## Problem to solve
Every line from the beginning of the records below up to the one holding "Abstand zum Zielpunkt" should be quoted exactly; leave out the rest.

## Data provided

○ ○ ○ ○ ○

//! 3D-Orbit-Kamera mit Perspektive, Orbit und Zoom.

use super::Ray;
use glam::{Mat4, Vec2, Vec3};

/// Orbit-Kamera um einen Zielpunkt
#[derive(Debug, Clone, PartialEq)]
pub struct Camera3D {
    /// Zielpunkt, um den die Kamera kreist
    pub target: Vec3,
    /// Azimut um die Y-Achse (Radiant, 0 = Blick entlang -Z)
    pub yaw: f32,
    /// Elevation über der Bodenebene (Radiant)
    pub pitch: f32,
    /// Abstand zum Zielpunkt
    pub distance: f32,
    /// Vertikales Sichtfeld (Radiant)
    pub fov_y: f32,
    pub near: f32,
    pub far: f32,
    pub min_distance: f32,
    pub max_distance: f32,
}

impl Camera3D {
    /// Minimale Elevation: die Kamera bleibt über der Bodenebene.
    pub const PITCH_MIN: f32 = 0.0;
    /// Maximale Elevation knapp unter dem Zenit (look_at braucht eine gültige Up-Achse).
    pub const PITCH_MAX: f32 = std::f32::consts::FRAC_PI_2 - 0.01;

    /// Erstellt eine Kamera an `position`, die auf `target` blickt.
    pub fn from_position(
        position: Vec3,
        target: Vec3,
        fov_y_degrees: f32,
        near: f32,
        far: f32,
        min_distance: f32,
        max_distance: f32,
    ) -> Self {
        let offset = position - target;
        let distance = offset.length().max(f32::EPSILON);
        let yaw = offset.x.atan2(offset.z);
        let pitch = (offset.y / distance).clamp(-1.0, 1.0).asin();
        Self {
            target,
            yaw,
            pitch: pitch.clamp(Self::PITCH_MIN, Self::PITCH_MAX),
            distance: distance.clamp(min_distance, max_distance),
            fov_y: fov_y_degrees.to_radians(),
            near,
            far,
            min_distance,
            max_distance,
        }
    }

    /// Aktuelle Kameraposition in Weltkoordinaten
    pub fn position(&self) -> Vec3 {
        let (sin_yaw, cos_yaw) = self.yaw.sin_cos();
        let (sin_pitch, cos_pitch) = self.pitch.sin_cos();
        self.target
            + Vec3::new(cos_pitch * sin_yaw, sin_pitch, cos_pitch * cos_yaw) * self.distance
    }

    /// Normierte Blickrichtung
    pub fn forward(&self) -> Vec3 {
        (self.target - self.position()).normalize_or_zero()
    }

    pub fn view_matrix(&self) -> Mat4 {
        Mat4::look_at_rh(self.position(), self.target, Vec3::Y)
    }

    pub fn projection_matrix(&self, aspect: f32) -> Mat4 {
        Mat4::perspective_rh(self.fov_y, aspect.max(f32::EPSILON), self.near, self.far)
    }

    /// Kombinierte View-Projection-Matrix für den Viewport
    pub fn view_projection(&self, viewport: Vec2) -> Mat4 {
        let aspect = viewport.x / viewport.y.max(1.0);
        self.projection_matrix(aspect) * self.view_matrix()
    }

    /// Dreht die Kamera um den Zielpunkt
    pub fn orbit(&mut self, delta_yaw: f32, delta_pitch: f32) {
        self.yaw += delta_yaw;
        self.pitch = (self.pitch + delta_pitch).clamp(Self::PITCH_MIN, Self::PITCH_MAX);
    }

    /// Ändert den Abstand multiplikativ (Faktor > 1 zoomt heraus)
    pub fn zoom_by(&mut self, factor: f32) {
        self.distance = (self.distance * factor).clamp(self.min_distance, self.max_distance);
    }

    /// Baut einen Strahl von der Kamera durch eine Viewport-Position.
    ///
    /// `screen` ist relativ zur linken oberen Ecke des Viewports.
    pub fn ray_from_screen(&self, screen: Vec2, viewport: Vec2) -> Option<Ray> {
        if viewport.x <= 0.0 || viewport.y <= 0.0 {
            return None;
        }
        let inv = self.view_projection(viewport).inverse();
        let ndc_x = (screen.x / viewport.x) * 2.0 - 1.0;
        let ndc_y = 1.0 - (screen.y / viewport.y) * 2.0;
        let near = inv.project_point3(Vec3::new(ndc_x, ndc_y, 0.0));
        let far = inv.project_point3(Vec3::new(ndc_x, ndc_y, 1.0));
        Ray::new(near, far - near)
    }

    /// Projiziert einen Weltpunkt in Viewport-Pixel. `None` hinter der Kamera.
    pub fn world_to_screen(&self, world: Vec3, viewport: Vec2) -> Option<Vec2> {
        let clip = self.view_projection(viewport) * world.extend(1.0);
        if clip.w <= f32::EPSILON {
            return None;
        }
        let ndc = clip.truncate() / clip.w;
        Some(Vec2::new(
            (ndc.x + 1.0) * 0.5 * viewport.x,
            (1.0 - ndc.y) * 0.5 * viewport.y,
        ))
    }

    /// Welteinheiten pro Pixel in der Tiefe `depth` vor der Kamera.
    pub fn world_per_pixel_at(&self, depth: f32, viewport_height: f32) -> f32 {
        2.0 * depth.max(self.near) * (self.fov_y * 0.5).tan() / viewport_height.max(1.0)
    }
}

impl Default for Camera3D {
    fn default() -> Self {
        Self::from_position(
            Vec3::new(500.0, 500.0, 1000.0),
            Vec3::ZERO,
            70.0,
            1.0,
            10_000.0,
            100.0,
            2000.0,
        )
    }
}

○ ○ ○ ○ ○

## Solution for this task
//! 3D-Orbit-Kamera mit Perspektive, Orbit und Zoom.

use super::Ray;
use glam::{Mat4, Vec2, Vec3};

/// Orbit-Kamera um einen Zielpunkt
#[derive(Debug, Clone, PartialEq)]
pub struct Camera3D {
    /// Zielpunkt, um den die Kamera kreist
    pub target: Vec3,
    /// Azimut um die Y-Achse (Radiant, 0 = Blick entlang -Z)
    pub yaw: f32,
    /// Elevation über der Bodenebene (Radiant)
    pub pitch: f32,
    /// Abstand zum Zielpunkt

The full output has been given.